Records excerpted from a collection:
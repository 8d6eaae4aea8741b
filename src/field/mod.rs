//! One bound control plus its lifecycle: typed conversion, dirty tracking,
//! validation state, status flags and decorations.
//!
//! A field never runs anything behind the caller's back. Work that has to
//! wait (validation after blur/keyup, the clean check, flashing) is queued
//! on the field's own timers and runs when the embedder calls
//! [`Field::advance`] or [`Field::run_pending`].

mod builder;
mod input;
mod status;
mod validation;
mod value_ops;

use std::time::Duration;

use indexmap::IndexMap;

use crate::collab::{Calendar, KeyFilter};
use crate::control::Control;
use crate::decoration::Decorations;
use crate::error::FieldError;
use crate::options::{FieldConfig, FieldOptions};
use crate::schedule::{TimerHandle, Timers};
use crate::types::{FieldType, TypeRegistry};

pub use builder::FieldBuilder;

/// Builds a [`crate::types::TypeHost`] from disjoint borrows of a field so the active type
/// can be called while the host is alive.
macro_rules! type_host {
    ($field:expr) => {
        $crate::types::TypeHost::new(
            &$field.options,
            &$field.config,
            &mut $field.decorations,
            &mut $field.calendar,
            &mut $field.filter,
        )
    };
}
pub(crate) use type_host;

#[derive(Debug, Clone, Copy, PartialEq, Eq, Hash)]
pub enum Status {
    Require,
    Disabled,
    Error,
    Hover,
    Warn,
    Focus,
}

impl Status {
    pub const ALL: [Status; 6] = [
        Status::Require,
        Status::Disabled,
        Status::Error,
        Status::Hover,
        Status::Warn,
        Status::Focus,
    ];

    /// Recognized status names; `disable` is accepted for `disabled`.
    pub fn parse(name: &str) -> Option<Self> {
        match name {
            "require" => Some(Status::Require),
            "disabled" | "disable" => Some(Status::Disabled),
            "error" => Some(Status::Error),
            "hover" => Some(Status::Hover),
            "warn" => Some(Status::Warn),
            "focus" => Some(Status::Focus),
            _ => None,
        }
    }

    pub fn as_str(self) -> &'static str {
        match self {
            Status::Require => "require",
            Status::Disabled => "disabled",
            Status::Error => "error",
            Status::Hover => "hover",
            Status::Warn => "warn",
            Status::Focus => "focus",
        }
    }
}

impl std::fmt::Display for Status {
    fn fmt(&self, f: &mut std::fmt::Formatter<'_>) -> std::fmt::Result {
        f.write_str(self.as_str())
    }
}

/// When edits trigger validation on their own.
#[derive(Debug, Clone, Copy, PartialEq, Eq, Default)]
pub enum AutoValidate {
    #[default]
    Blur,
    Keyup,
}

/// Notifications a field emits, drained with [`Field::drain_events`].
#[derive(Debug, Clone, PartialEq, Eq)]
pub enum FieldEvent {
    Dirty,
    Clean,
    AfterSet {
        display: Option<String>,
        value: Option<String>,
    },
    StatusUpdate {
        status: Status,
        value: bool,
    },
}

#[derive(Debug, Clone, Copy, PartialEq, Eq)]
pub struct SetOptions {
    /// Make the value the new clean baseline.
    pub auto_clean: bool,
}

impl Default for SetOptions {
    fn default() -> Self {
        Self { auto_clean: true }
    }
}

/// An unsaved edit clashing with a value pushed from outside.
#[derive(Debug, Clone, PartialEq, Eq)]
pub struct Conflict {
    pub key: Option<String>,
    pub current: String,
    pub incoming: String,
}

#[derive(Debug, Clone, Copy, PartialEq, Eq)]
pub(crate) enum FieldTask {
    Validate,
    CleanCheck,
    Flash { remaining: u32, lit: bool },
}

#[derive(Debug)]
pub struct Field {
    control: Box<dyn Control>,
    options: FieldOptions,
    config: FieldConfig,
    registry: std::sync::Arc<TypeRegistry>,
    type_name: String,
    active_type: Box<dyn FieldType>,
    decorations: Decorations,
    calendar: Box<dyn Calendar>,
    filter: Option<KeyFilter>,
    prev_value: Option<String>,
    dirty: bool,
    states: IndexMap<Status, bool>,
    auto_validate: AutoValidate,
    error: Option<FieldError>,
    hidden: bool,
    flashing: bool,
    timers: Timers<FieldTask>,
    pending_validation: Option<TimerHandle>,
    clean_check: Option<TimerHandle>,
    flash_timer: Option<TimerHandle>,
    events: Vec<FieldEvent>,
}

impl Field {
    pub fn control(&self) -> &dyn Control {
        self.control.as_ref()
    }

    /// Direct access to the control, for embedders feeding raw edits.
    /// Follow up with [`Field::on_keyup`] or [`Field::on_change`].
    pub fn control_mut(&mut self) -> &mut dyn Control {
        self.control.as_mut()
    }

    pub fn options(&self) -> &FieldOptions {
        &self.options
    }

    pub fn config(&self) -> &FieldConfig {
        &self.config
    }

    pub fn decorations(&self) -> &Decorations {
        &self.decorations
    }

    pub fn calendar(&self) -> &dyn Calendar {
        self.calendar.as_ref()
    }

    pub fn key_filter(&self) -> Option<&KeyFilter> {
        self.filter.as_ref()
    }

    pub fn get_type(&self) -> &dyn FieldType {
        self.active_type.as_ref()
    }

    pub fn type_name(&self) -> &str {
        &self.type_name
    }

    pub fn auto_validate(&self) -> AutoValidate {
        self.auto_validate
    }

    pub fn error(&self) -> Option<&FieldError> {
        self.error.as_ref()
    }

    pub fn prev_value(&self) -> Option<&str> {
        self.prev_value.as_deref()
    }

    pub fn drain_events(&mut self) -> Vec<FieldEvent> {
        std::mem::take(&mut self.events)
    }

    /// Swaps the active type: the current instance is torn down before the
    /// new one is set up, then the `max` option is applied again. An unknown
    /// name leaves the current type in place.
    pub fn set_type(&mut self, name: Option<&str>) -> Result<(), crate::ConfigError> {
        let (type_name, next) = self.registry.resolve(name)?;
        self.active_type.tear_down(&mut type_host!(self));
        tracing::debug!(from = %self.type_name, to = %type_name, "swapping field type");
        self.active_type = next;
        self.type_name = type_name;
        self.active_type.set_up(&mut type_host!(self));
        if let Some(max) = self.options.max {
            self.set_max(max);
        }
        Ok(())
    }

    pub fn set_label(&mut self, label: &str) {
        self.decorations.set_label(label);
    }

    pub fn set_placeholder(&mut self, text: &str) {
        self.decorations.set_placeholder(text);
    }

    /// Legacy name of [`Field::set_placeholder`].
    pub fn placeholder(&mut self, text: &str) {
        self.set_placeholder(text);
    }

    pub fn set_prefix(&mut self, text: &str) {
        self.decorations.set_prefix(text);
        self.redraw();
    }

    pub fn set_suffix(&mut self, text: &str) {
        self.decorations.set_suffix(text);
        self.redraw();
    }

    pub fn set_notice(&mut self, text: &str) {
        self.decorations.set_notice(text);
        self.redraw();
    }

    /// Caps how many characters may be typed.
    pub fn set_max(&mut self, max: usize) {
        match &mut self.filter {
            Some(filter) => filter.set_max(max),
            None => self.filter = Some(KeyFilter::any().with_max_length(max)),
        }
    }

    pub fn add_on(
        &mut self,
        weight: i32,
        content: &str,
        class: Option<&str>,
    ) -> crate::DecorationId {
        self.decorations.add_on(weight, content, class)
    }

    pub fn add_in(
        &mut self,
        content: &str,
        weight: i32,
        class: Option<&str>,
        fixed: bool,
    ) -> crate::DecorationId {
        self.decorations.add_in(content, weight, class, fixed)
    }

    pub fn toggle_add_in(
        &mut self,
        selector: impl Into<crate::AddInSelector>,
        visible: Option<bool>,
    ) -> Option<crate::DecorationId> {
        self.decorations.toggle_add_in(selector, visible)
    }

    pub fn hide(&mut self) {
        self.hidden = true;
    }

    pub fn show(&mut self) {
        self.hidden = false;
    }

    pub fn is_hidden(&self) -> bool {
        self.hidden
    }

    pub fn now(&self) -> Duration {
        self.timers.now()
    }

    /// Tears down the active type and drops pending work and decorations,
    /// handing the control back.
    pub fn destroy(mut self) -> Box<dyn Control> {
        self.active_type.tear_down(&mut type_host!(self));
        self.timers.clear();
        self.control
    }
}
//! The `date` field type.
//!
//! Values are stored as `YYYY-MM-DD` and shown as `MM/DD/YYYY`. Bounds come
//! from the `minDate` / `maxDate` attributes, each either a plain date or an
//! offset expression (see [`offset`]) resolved once when the type is set
//! up. `noRounding` switches offset evaluation to plain arithmetic.

pub mod offset;

use std::any::Any;

use chrono::NaiveDate;
use regex::Regex;
use tracing::warn;

use crate::collab::{CalendarOptions, KeyFilter};
use crate::error::FieldError;
use crate::options::Strings;

use super::{Converter, FieldType, TypeHost};
use offset::{DISPLAY_PATTERN, Rounding};

pub const MIN_DATE: &str = "minDate";
pub const MAX_DATE: &str = "maxDate";
pub const NO_ROUNDING: &str = "noRounding";

#[derive(Debug, Clone, Default)]
pub struct DateType {
    min_date: Option<NaiveDate>,
    max_date: Option<NaiveDate>,
    rounding: Rounding,
}

impl DateType {
    pub fn min_date(&self) -> Option<NaiveDate> {
        self.min_date
    }

    pub fn max_date(&self) -> Option<NaiveDate> {
        self.max_date
    }

    pub fn rounding(&self) -> Rounding {
        self.rounding
    }

    fn resolve_bound(&self, host: &TypeHost<'_>, attribute: &str) -> Option<NaiveDate> {
        let expr = host.attribute(attribute)?;
        let resolved = offset::resolve(expr, host.today(), self.rounding);
        if resolved.is_none() {
            warn!(attribute, expr, "ignoring date bound that is neither an offset nor a date");
        }
        resolved
    }

    fn in_bounds(&self, date: NaiveDate) -> bool {
        let after_min = self.min_date.is_none_or(|min| date >= min);
        let before_max = self.max_date.is_none_or(|max| date <= max);
        after_min && before_max
    }
}

impl FieldType for DateType {
    fn set_up(&mut self, host: &mut TypeHost<'_>) {
        self.rounding = if host.toggle_attribute(NO_ROUNDING) {
            Rounding::Exact
        } else {
            Rounding::Snap
        };
        self.min_date = self.resolve_bound(host, MIN_DATE);
        self.max_date = self.resolve_bound(host, MAX_DATE);

        host.set_placeholder(DISPLAY_PATTERN);

        let language = host.strings().language.clone();
        host.attach_calendar(CalendarOptions {
            start_date: self.min_date.map(offset::format_display),
            end_date: self.max_date.map(offset::format_display),
            format: DISPLAY_PATTERN.to_lowercase(),
            auto_close: true,
            force_parse: false,
            today_button: true,
            today_highlight: true,
            language,
        });

        let pattern = Regex::new("[0-9/]").expect("date key pattern");
        host.set_key_filter(
            KeyFilter::new(pattern)
                .with_max_length(DISPLAY_PATTERN.len())
                .with_uppercase(true),
        );
    }

    fn tear_down(&mut self, host: &mut TypeHost<'_>) {
        host.detach_calendar();
        host.clear_key_filter();
        host.restore_placeholder();
    }

    fn converter(&self) -> Option<&dyn Converter> {
        Some(self)
    }

    fn validate(&self, raw: &str, strings: &Strings) -> Option<Result<(), FieldError>> {
        let valid = offset::parse_display(raw).is_some_and(|date| self.in_bounds(date));
        Some(if valid {
            Ok(())
        } else {
            Err(FieldError::new(strings.invalid.clone()))
        })
    }

    fn as_any(&self) -> &dyn Any {
        self
    }
}

impl Converter for DateType {
    fn to_field(&self, value: &str) -> String {
        offset::storage_to_display(value)
    }

    fn from_field(&self, raw: &str) -> String {
        offset::display_to_storage(raw)
    }
}

#[cfg(test)]
mod tests {
    use super::*;

    fn bounded(min: Option<(i32, u32, u32)>, max: Option<(i32, u32, u32)>) -> DateType {
        let to_date = |(y, m, d)| NaiveDate::from_ymd_opt(y, m, d).unwrap();
        DateType {
            min_date: min.map(to_date),
            max_date: max.map(to_date),
            rounding: Rounding::Snap,
        }
    }

    #[test]
    fn validate_checks_shape_and_bounds() {
        let date = bounded(Some((2011, 1, 1)), Some((2016, 2, 29)));
        let strings = Strings::default();
        assert_eq!(date.validate("02/29/2016", &strings), Some(Ok(())));
        assert_eq!(date.validate("01/01/2011", &strings), Some(Ok(())));
        assert!(matches!(date.validate("03/01/2016", &strings), Some(Err(_))));
        assert!(matches!(date.validate("12/31/2010", &strings), Some(Err(_))));
        assert!(matches!(date.validate("2/3/2016", &strings), Some(Err(_))));
        let Some(Err(error)) = date.validate("13/01/2016", &strings) else {
            panic!("month 13 should be rejected");
        };
        assert_eq!(error.message, strings.invalid);
    }

    #[test]
    fn missing_bounds_are_open() {
        let date = bounded(None, None);
        assert_eq!(
            date.validate("01/01/1900", &Strings::default()),
            Some(Ok(()))
        );
    }

    #[test]
    fn converter_round_trips() {
        let date = DateType::default();
        let converter = date.converter().unwrap();
        for stored in ["2016-01-05", "2000-02-29", "1999-12-31"] {
            let shown = converter.to_field(stored);
            assert_eq!(converter.from_field(&shown), stored);
        }
        for shown in ["01/05/2016", "02/29/2000"] {
            let stored = converter.from_field(shown);
            assert_eq!(converter.to_field(&stored), shown);
        }
        assert_eq!(converter.to_field("01/05/2016"), "");
        assert_eq!(converter.from_field("2016-01-05"), "");
    }
}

- [PROMPT] Restate verbatim all lines from the start of the data through the line containing "flashing) is queued", with both ends kept.

- [SOLUTION TO THE PROBLEM]
repository 8d6eaae4aea8741b
filename src/field/mod.rs
//! One bound control plus its lifecycle: typed conversion, dirty tracking,
//! validation state, status flags and decorations.
//!
//! A field never runs anything behind the caller's back. Work that has to
//! wait (validation after blur/keyup, the clean check, flashing) is queued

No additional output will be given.